### WHAT IS EXPECTED
Return the records exactly, from the first line through the "True if the" line.

Data records
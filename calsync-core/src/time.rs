//! Timestamp parsing and the canonical wire form.
//!
//! Every timestamp sent to the remote store is UTC with millisecond
//! precision, e.g. `2024-01-01T09:00:00.000Z`. Inputs are more forgiving:
//! RFC 3339 with any offset, or naive date/date-time strings interpreted in
//! the session's time zone.

use chrono::{DateTime, LocalResult, NaiveDate, NaiveDateTime, SubsecRound, TimeZone, Utc};
use chrono_tz::Tz;

use crate::error::ValidationError;

/// `strftime` pattern of the canonical transmitted form.
pub const CANONICAL_FORMAT: &str = "%Y-%m-%dT%H:%M:%S%.3fZ";

const NAIVE_DATETIME_FORMATS: &[&str] = &[
    "%Y-%m-%dT%H:%M:%S%.f",
    "%Y-%m-%dT%H:%M:%S",
    "%Y-%m-%dT%H:%M",
    "%Y-%m-%d %H:%M:%S",
    "%Y-%m-%d %H:%M",
];

/// Format a timestamp in the canonical wire form.
pub fn to_canonical(dt: &DateTime<Utc>) -> String {
    dt.format(CANONICAL_FORMAT).to_string()
}

/// Drop everything below the millisecond, the precision of the wire form.
pub fn truncate_to_millis(dt: DateTime<Utc>) -> DateTime<Utc> {
    dt.trunc_subsecs(3)
}

/// Parse user or wire input into a UTC timestamp.
///
/// Naive inputs (no offset) are read as wall-clock time in `tz`. A bare date
/// is midnight in `tz`. The result has millisecond precision.
pub fn parse_timestamp(input: &str, tz: Tz) -> Result<DateTime<Utc>, ValidationError> {
    parse_exact(input, tz).map(truncate_to_millis)
}

fn parse_exact(input: &str, tz: Tz) -> Result<DateTime<Utc>, ValidationError> {
    let input = input.trim();
    if input.is_empty() {
        return Err(ValidationError::InvalidTimestamp("empty".into()));
    }

    if let Ok(dt) = DateTime::parse_from_rfc3339(input) {
        return Ok(dt.with_timezone(&Utc));
    }

    for format in NAIVE_DATETIME_FORMATS {
        if let Ok(naive) = NaiveDateTime::parse_from_str(input, format) {
            return localize(naive, tz, input);
        }
    }

    if let Ok(date) = NaiveDate::parse_from_str(input, "%Y-%m-%d") {
        return localize(date.and_time(chrono::NaiveTime::MIN), tz, input);
    }

    Err(ValidationError::InvalidTimestamp(input.to_string()))
}

/// True if the input is a bare `YYYY-MM-DD` date.
pub fn is_date_only(input: &str) -> bool {
    NaiveDate::parse_from_str(input.trim(), "%Y-%m-%d").is_ok()
}

fn localize(naive: NaiveDateTime, tz: Tz, input: &str) -> Result<DateTime<Utc>, ValidationError> {
    match tz.from_local_datetime(&naive) {
        LocalResult::Single(dt) => Ok(dt.with_timezone(&Utc)),
        // DST fold: the first occurrence wins
        LocalResult::Ambiguous(earliest, _) => Ok(earliest.with_timezone(&Utc)),
        LocalResult::None => Err(ValidationError::InvalidTimestamp(format!(
            "{input} does not exist in {tz}"
        ))),
    }
}

/// Serde adapter writing [`DateTime<Utc>`] in the canonical form.
pub mod canonical {
    use chrono::{DateTime, Utc};
    use serde::{Deserialize, Deserializer, Serializer};

    pub fn serialize<S: Serializer>(dt: &DateTime<Utc>, serializer: S) -> Result<S::Ok, S::Error> {
        serializer.serialize_str(&super::to_canonical(dt))
    }

    pub fn deserialize<'de, D: Deserializer<'de>>(deserializer: D) -> Result<DateTime<Utc>, D::Error> {
        let raw = String::deserialize(deserializer)?;
        super::parse_timestamp(&raw, chrono_tz::UTC).map_err(serde::de::Error::custom)
    }
}

#[cfg(test)]
mod tests {
    use super::*;

    #[test]
    fn canonical_form_has_millis_and_z() {
        let dt = Utc.with_ymd_and_hms(2024, 1, 1, 9, 0, 0).unwrap();
        assert_eq!(to_canonical(&dt), "2024-01-01T09:00:00.000Z");
    }

    #[test]
    fn parses_rfc3339_with_offset() {
        let dt = parse_timestamp("2024-01-01T10:00:00+01:00", chrono_tz::UTC).unwrap();
        assert_eq!(dt, Utc.with_ymd_and_hms(2024, 1, 1, 9, 0, 0).unwrap());
    }

    #[test]
    fn parses_canonical_form() {
        let dt = parse_timestamp("2024-01-01T09:00:00.000Z", chrono_tz::UTC).unwrap();
        assert_eq!(to_canonical(&dt), "2024-01-01T09:00:00.000Z");
    }

    #[test]
    fn naive_input_uses_session_timezone() {
        let dt = parse_timestamp("2024-07-01T09:00", chrono_tz::Europe::Helsinki).unwrap();
        assert_eq!(dt, Utc.with_ymd_and_hms(2024, 7, 1, 6, 0, 0).unwrap());
    }

    #[test]
    fn bare_date_is_local_midnight() {
        let dt = parse_timestamp("2024-01-15", chrono_tz::UTC).unwrap();
        assert_eq!(dt, Utc.with_ymd_and_hms(2024, 1, 15, 0, 0, 0).unwrap());
        assert!(is_date_only("2024-01-15"));
        assert!(!is_date_only("2024-01-15T10:00"));
    }

    #[test]
    fn nonexistent_local_time_is_rejected() {
        // Clocks jump from 02:00 to 03:00 in New York on this date
        let result = parse_timestamp("2024-03-10T02:30", chrono_tz::America::New_York);
        assert!(matches!(result, Err(ValidationError::InvalidTimestamp(_))));
    }

    #[test]
    fn sub_millisecond_digits_are_dropped() {
        let dt = parse_timestamp("2024-01-01T09:00:00.123456Z", chrono_tz::UTC).unwrap();
        assert_eq!(to_canonical(&dt), "2024-01-01T09:00:00.123Z");
        assert_eq!(dt, parse_timestamp(&to_canonical(&dt), chrono_tz::UTC).unwrap());
    }

    #[test]
    fn garbage_is_rejected() {
        assert!(parse_timestamp("next tuesday", chrono_tz::UTC).is_err());
        assert!(parse_timestamp("   ", chrono_tz::UTC).is_err());
    }
}
//! Event endpoints: one per view intent

use axum::{
    Json, Router,
    extract::{Path, Query, State},
    routing::{get, post},
};
use serde::{Deserialize, Serialize};
use tracing::info;

use calsync_core::time::parse_timestamp;
use calsync_core::{
    CalendarEvent, Draft, DraftForm, IntentResponse, LoadOutcome, RemoteEventStore,
};

use crate::routes::AppError;
use crate::state::AppState;

pub fn router<S: RemoteEventStore + 'static>() -> Router<AppState<S>> {
    Router::new()
        .route("/events", get(list_events::<S>).post(submit_draft::<S>))
        .route("/events/select", post(select_range::<S>))
        .route("/events/{id}", axum::routing::delete(delete_event::<S>))
        .route("/events/{id}/click", post(click_event::<S>))
        .route("/events/{id}/drop", post(drop_event::<S>))
}

#[derive(Deserialize)]
pub struct ListQuery {
    pub scope: Option<String>,
}

#[derive(Serialize)]
pub struct ListResponse {
    #[serde(flatten)]
    pub outcome: LoadOutcome,
    pub events: Vec<CalendarEvent>,
}

/// GET /events?scope= - Reload events from the remote store
async fn list_events<S: RemoteEventStore + 'static>(
    State(state): State<AppState<S>>,
    Query(query): Query<ListQuery>,
) -> Json<ListResponse> {
    let mut controller = state.controller.lock().await;

    let outcome = match query.scope.as_deref() {
        Some(scope) => controller.load_all(Some(scope)).await,
        None => controller.reload().await,
    };

    Json(ListResponse {
        outcome,
        events: controller.events(),
    })
}

/// A time range as entered in the browser
#[derive(Deserialize)]
pub struct RangeRequest {
    pub start: String,
    pub end: String,
}

/// POST /events/select - Pre-fill the new-event form for a selected range
async fn select_range<S: RemoteEventStore + 'static>(
    State(state): State<AppState<S>>,
    Json(req): Json<RangeRequest>,
) -> Result<Json<DraftForm>, AppError> {
    let controller = state.controller.lock().await;
    let start = parse_timestamp(&req.start, controller.tz()).map_err(AppError::unprocessable)?;
    let end = parse_timestamp(&req.end, controller.tz()).map_err(AppError::unprocessable)?;

    Ok(Json(controller.on_user_select_range(start, end)))
}

/// POST /events - Save the new-event form
async fn submit_draft<S: RemoteEventStore + 'static>(
    State(state): State<AppState<S>>,
    Json(draft): Json<Draft>,
) -> Json<IntentResponse> {
    let mut controller = state.controller.lock().await;
    Json(controller.on_user_submit_draft(draft).await)
}

/// POST /events/:id/click - Ask where to go for an event
async fn click_event<S: RemoteEventStore + 'static>(
    State(state): State<AppState<S>>,
    Path(id): Path<String>,
) -> Result<Json<IntentResponse>, AppError> {
    let controller = state.controller.lock().await;
    let delta = controller
        .on_user_click_event(&id)
        .ok_or_else(|| AppError::not_found(&id))?;

    Ok(Json(IntentResponse {
        deltas: vec![delta],
        notification: None,
    }))
}

/// POST /events/:id/drop - An event was dragged to a new slot
///
/// The browser has already moved the event; a `reverted` delta in the
/// response tells it to move the event back.
async fn drop_event<S: RemoteEventStore + 'static>(
    State(state): State<AppState<S>>,
    Path(id): Path<String>,
    Json(req): Json<RangeRequest>,
) -> Result<Json<IntentResponse>, AppError> {
    let mut controller = state.controller.lock().await;
    let start = parse_timestamp(&req.start, controller.tz()).map_err(AppError::unprocessable)?;
    let end = parse_timestamp(&req.end, controller.tz()).map_err(AppError::unprocessable)?;

    let response = controller
        .on_user_drop_event(&id, start, end, |prior| {
            info!(id = ?prior.id, "reverting dropped event");
        })
        .await;

    Ok(Json(response))
}

/// DELETE /events/:id - Delete an event and return the reloaded list
async fn delete_event<S: RemoteEventStore + 'static>(
    State(state): State<AppState<S>>,
    Path(id): Path<String>,
) -> Json<IntentResponse> {
    let mut controller = state.controller.lock().await;
    Json(controller.on_user_request_delete(&id).await)
}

### TASK ANSWER
filename calsync-core/src/time.rs
//! Timestamp parsing and the canonical wire form.
//!
//! Every timestamp sent to the remote store is UTC with millisecond
//! precision, e.g. `2024-01-01T09:00:00.000Z`. Inputs are more forgiving:
//! RFC 3339 with any offset, or naive date/date-time strings interpreted in
//! the session's time zone.

use chrono::{DateTime, LocalResult, NaiveDate, NaiveDateTime, SubsecRound, TimeZone, Utc};
use chrono_tz::Tz;

use crate::error::ValidationError;

/// `strftime` pattern of the canonical transmitted form.
pub const CANONICAL_FORMAT: &str = "%Y-%m-%dT%H:%M:%S%.3fZ";

const NAIVE_DATETIME_FORMATS: &[&str] = &[
    "%Y-%m-%dT%H:%M:%S%.f",
    "%Y-%m-%dT%H:%M:%S",
    "%Y-%m-%dT%H:%M",
    "%Y-%m-%d %H:%M:%S",
    "%Y-%m-%d %H:%M",
];

/// Format a timestamp in the canonical wire form.
pub fn to_canonical(dt: &DateTime<Utc>) -> String {
    dt.format(CANONICAL_FORMAT).to_string()
}

/// Drop everything below the millisecond, the precision of the wire form.
pub fn truncate_to_millis(dt: DateTime<Utc>) -> DateTime<Utc> {
    dt.trunc_subsecs(3)
}

/// Parse user or wire input into a UTC timestamp.
///
/// Naive inputs (no offset) are read as wall-clock time in `tz`. A bare date
/// is midnight in `tz`. The result has millisecond precision.
pub fn parse_timestamp(input: &str, tz: Tz) -> Result<DateTime<Utc>, ValidationError> {
    parse_exact(input, tz).map(truncate_to_millis)
}

fn parse_exact(input: &str, tz: Tz) -> Result<DateTime<Utc>, ValidationError> {
    let input = input.trim();
    if input.is_empty() {
        return Err(ValidationError::InvalidTimestamp("empty".into()));
    }

    if let Ok(dt) = DateTime::parse_from_rfc3339(input) {
        return Ok(dt.with_timezone(&Utc));
    }

    for format in NAIVE_DATETIME_FORMATS {
        if let Ok(naive) = NaiveDateTime::parse_from_str(input, format) {
            return localize(naive, tz, input);
        }
    }

    if let Ok(date) = NaiveDate::parse_from_str(input, "%Y-%m-%d") {
        return localize(date.and_time(chrono::NaiveTime::MIN), tz, input);
    }

    Err(ValidationError::InvalidTimestamp(input.to_string()))
}

/// True if the input is a bare `YYYY-MM-DD` date.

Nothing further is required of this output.